■ Activity
An exact copy of the listing is what is needed here; write it out in full.
BEGIN Data in this exercise
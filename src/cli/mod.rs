//! CLI argument definitions for valocker.

use clap::{Parser, Subcommand, ValueEnum};
use std::path::PathBuf;

/// Valocker - manage which agents are unlocked and which ones random pick
/// may choose.
///
/// Start with `valocker status`, then `valocker roster` to see every agent.
#[derive(Parser, Debug)]
#[command(name = "valocker")]
#[command(author, version, about = "Manage the agent pool of an instalocking helper", long_about = None)]
pub struct Cli {
    /// Output in human-readable format instead of JSON
    #[arg(short = 'H', long = "human", global = true)]
    pub human_readable: bool,

    /// Roster file to use instead of <data-dir>/roster.kdl or the built-in roster.
    #[arg(long = "roster", global = true, env = "VALOCKER_ROSTER")]
    pub roster: Option<PathBuf>,

    #[command(subcommand)]
    pub command: Option<Commands>,
}

/// Top-level commands
#[derive(Subcommand, Debug)]
pub enum Commands {
    /// Show pool aggregates for the active profile (default)
    Status,

    /// Roster inspection
    Roster {
        #[command(subcommand)]
        command: Option<RosterCommands>,
    },

    /// Mark agents as unlocked on this account
    Unlock {
        /// Agent names
        #[arg(required_unless_present = "all", conflicts_with = "all")]
        agents: Vec<String>,

        /// Unlock every agent that can be toggled
        #[arg(long)]
        all: bool,
    },

    /// Mark agents as locked (also removes them from the pool)
    Lock {
        /// Agent names
        #[arg(required_unless_present = "all", conflicts_with = "all")]
        agents: Vec<String>,

        /// Lock every agent that can be toggled
        #[arg(long)]
        all: bool,
    },

    /// Add agents to the random-pick pool
    Select {
        #[command(flatten)]
        target: PoolTarget,
    },

    /// Remove agents from the random-pick pool
    Deselect {
        #[command(flatten)]
        target: PoolTarget,
    },

    /// Set the agent to lock when random pick is off (omit to clear)
    Pick {
        /// Agent name
        agent: Option<String>,
    },

    /// Turn random pick on or off
    Random {
        #[arg(value_enum)]
        state: Toggle,
    },

    /// Profile (save file) management
    Profile {
        #[command(subcommand)]
        command: ProfileCommands,
    },

    /// Snapshot import/export for the active profile
    Snapshot {
        #[command(subcommand)]
        command: SnapshotCommands,
    },
}

/// What a select/deselect applies to.
#[derive(clap::Args, Debug, Clone)]
pub struct PoolTarget {
    /// Agent names
    #[arg(required_unless_present_any = ["role", "all"], conflicts_with_all = ["role", "all"])]
    pub agents: Vec<String>,

    /// Every unlocked agent of a role (repeatable)
    #[arg(long, conflicts_with = "all")]
    pub role: Vec<String>,

    /// Every unlocked agent
    #[arg(long)]
    pub all: bool,
}

/// On/off argument.
#[derive(ValueEnum, Debug, Clone, Copy, PartialEq, Eq)]
pub enum Toggle {
    On,
    Off,
}

impl Toggle {
    pub fn is_on(self) -> bool {
        self == Toggle::On
    }
}

/// Roster subcommands
#[derive(Subcommand, Debug)]
pub enum RosterCommands {
    /// List roles and agents with their state (default)
    Show,

    /// Print the built-in roster as KDL, as a starting point for roster.kdl
    Emit,
}

/// Profile subcommands
#[derive(Subcommand, Debug)]
pub enum ProfileCommands {
    /// List profiles (favorites first)
    List,

    /// Create a profile with fresh-account state
    Create {
        /// Profile name
        name: String,

        /// Switch to the new profile
        #[arg(long)]
        activate: bool,
    },

    /// Switch the active profile
    Activate {
        /// Profile name
        name: String,
    },

    /// Delete a profile (not the active one)
    Delete {
        /// Profile name
        name: String,
    },

    /// Pin a profile to the top of the list
    Favorite {
        /// Profile name
        name: String,
    },

    /// Unpin a profile
    Unfavorite {
        /// Profile name
        name: String,
    },
}

/// Snapshot subcommands
#[derive(Subcommand, Debug)]
pub enum SnapshotCommands {
    /// Print the active profile's agent states as JSON
    Export,

    /// Replace the active profile's agent states from a JSON file
    Import {
        /// Path to a snapshot JSON file
        file: PathBuf,
    },
}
END Data in this exercise
■ Answer to the problem
filename src/cli/mod.rs
//! CLI argument definitions for valocker.

use clap::{Parser, Subcommand, ValueEnum};
use std::path::PathBuf;

/// Valocker - manage which agents are unlocked and which ones random pick
/// may choose.
///
/// Start with `valocker status`, then `valocker roster` to see every agent.
#[derive(Parser, Debug)]
#[command(name = "valocker")]
#[command(author, version, about = "Manage the agent pool of an instalocking helper", long_about = None)]
pub struct Cli {
    /// Output in human-readable format instead of JSON
    #[arg(short = 'H', long = "human", global = true)]
    pub human_readable: bool,

    /// Roster file to use instead of <data-dir>/roster.kdl or the built-in roster.
    #[arg(long = "roster", global = true, env = "VALOCKER_ROSTER")]
    pub roster: Option<PathBuf>,

    #[command(subcommand)]
    pub command: Option<Commands>,
}

/// Top-level commands
#[derive(Subcommand, Debug)]
pub enum Commands {
    /// Show pool aggregates for the active profile (default)
    Status,

    /// Roster inspection
    Roster {
        #[command(subcommand)]
        command: Option<RosterCommands>,
    },

    /// Mark agents as unlocked on this account
    Unlock {
        /// Agent names
        #[arg(required_unless_present = "all", conflicts_with = "all")]
        agents: Vec<String>,

        /// Unlock every agent that can be toggled
        #[arg(long)]
        all: bool,
    },

    /// Mark agents as locked (also removes them from the pool)
    Lock {
        /// Agent names
        #[arg(required_unless_present = "all", conflicts_with = "all")]
        agents: Vec<String>,

        /// Lock every agent that can be toggled
        #[arg(long)]
        all: bool,
    },

    /// Add agents to the random-pick pool
    Select {
        #[command(flatten)]
        target: PoolTarget,
    },

    /// Remove agents from the random-pick pool
    Deselect {
        #[command(flatten)]
        target: PoolTarget,
    },

    /// Set the agent to lock when random pick is off (omit to clear)
    Pick {
        /// Agent name
        agent: Option<String>,
    },

    /// Turn random pick on or off
    Random {
        #[arg(value_enum)]
        state: Toggle,
    },

    /// Profile (save file) management
    Profile {
        #[command(subcommand)]
        command: ProfileCommands,
    },

    /// Snapshot import/export for the active profile
    Snapshot {
        #[command(subcommand)]
        command: SnapshotCommands,
    },
}

/// What a select/deselect applies to.
#[derive(clap::Args, Debug, Clone)]
pub struct PoolTarget {
    /// Agent names
    #[arg(required_unless_present_any = ["role", "all"], conflicts_with_all = ["role", "all"])]
    pub agents: Vec<String>,

    /// Every unlocked agent of a role (repeatable)
    #[arg(long, conflicts_with = "all")]
    pub role: Vec<String>,

    /// Every unlocked agent
    #[arg(long)]
    pub all: bool,
}

/// On/off argument.
#[derive(ValueEnum, Debug, Clone, Copy, PartialEq, Eq)]
pub enum Toggle {
    On,
    Off,
}

impl Toggle {
    pub fn is_on(self) -> bool {
        self == Toggle::On
    }
}

/// Roster subcommands
#[derive(Subcommand, Debug)]
pub enum RosterCommands {
    /// List roles and agents with their state (default)
    Show,

    /// Print the built-in roster as KDL, as a starting point for roster.kdl
    Emit,
}

/// Profile subcommands
#[derive(Subcommand, Debug)]
pub enum ProfileCommands {
    /// List profiles (favorites first)
    List,

    /// Create a profile with fresh-account state
    Create {
        /// Profile name
        name: String,

        /// Switch to the new profile
        #[arg(long)]
        activate: bool,
    },

    /// Switch the active profile
    Activate {
        /// Profile name
        name: String,
    },

    /// Delete a profile (not the active one)
    Delete {
        /// Profile name
        name: String,
    },

    /// Pin a profile to the top of the list
    Favorite {
        /// Profile name
        name: String,
    },

    /// Unpin a profile
    Unfavorite {
        /// Profile name
        name: String,
    },
}

/// Snapshot subcommands
#[derive(Subcommand, Debug)]
pub enum SnapshotCommands {
    /// Print the active profile's agent states as JSON
    Export,

    /// Replace the active profile's agent states from a JSON file
    Import {
        /// Path to a snapshot JSON file
        file: PathBuf,
    },
}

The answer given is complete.